Action item
All lines in the data that hold the word "debug" need copying.

Data in this exercise
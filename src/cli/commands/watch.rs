//! Watch command - watch the computer play against itself.

use std::time::Duration;

use connect_four::ai::Difficulty;
use connect_four::board::position::EMPTY_POSITION;
use connect_four::board::Board;
use connect_four::game::Engine;
use log::debug;
use structopt::StructOpt;

use super::util::{create_config, print_result};
use super::Command;

#[derive(StructOpt)]
pub struct WatchArgs {
    #[structopt(long, default_value = "hard")]
    pub difficulty: Difficulty,
    #[structopt(short, long, help = "Override the difficulty's look-ahead depth")]
    pub depth: Option<u8>,
    #[structopt(long = "position", default_value = EMPTY_POSITION)]
    pub starting_position: Board,
    #[structopt(long, help = "Seed for the computer's random choices")]
    pub seed: Option<u64>,
    #[structopt(
        long = "delay",
        default_value = "500",
        help = "Delay between moves in milliseconds"
    )]
    pub delay_ms: u64,
}

impl Command for WatchArgs {
    fn execute(self) {
        let config = match create_config(
            self.difficulty,
            self.depth,
            self.starting_position,
            self.seed,
        ) {
            Ok(config) => config,
            Err(err) => {
                eprintln!("{}", err);
                std::process::exit(1);
            }
        };
        let mut engine = Engine::with_config(config);
        println!("{}", engine.board());

        while engine.check_game_over().is_none() {
            let mover = engine.to_move();
            match engine.make_best_move() {
                Ok(column) => {
                    println!("\n{} plays column {}.", mover, column + 1);
                    println!("{}", engine.board());
                    debug!("{:?}", engine.get_search_stats());
                }
                Err(err) => {
                    eprintln!("{} could not move: {}", mover, err);
                    return;
                }
            }

            std::thread::sleep(Duration::from_millis(self.delay_ms));
        }

        print_result(&engine);
    }
}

Result of the exercise
use log::debug;
                    debug!("{:?}", engine.get_search_stats());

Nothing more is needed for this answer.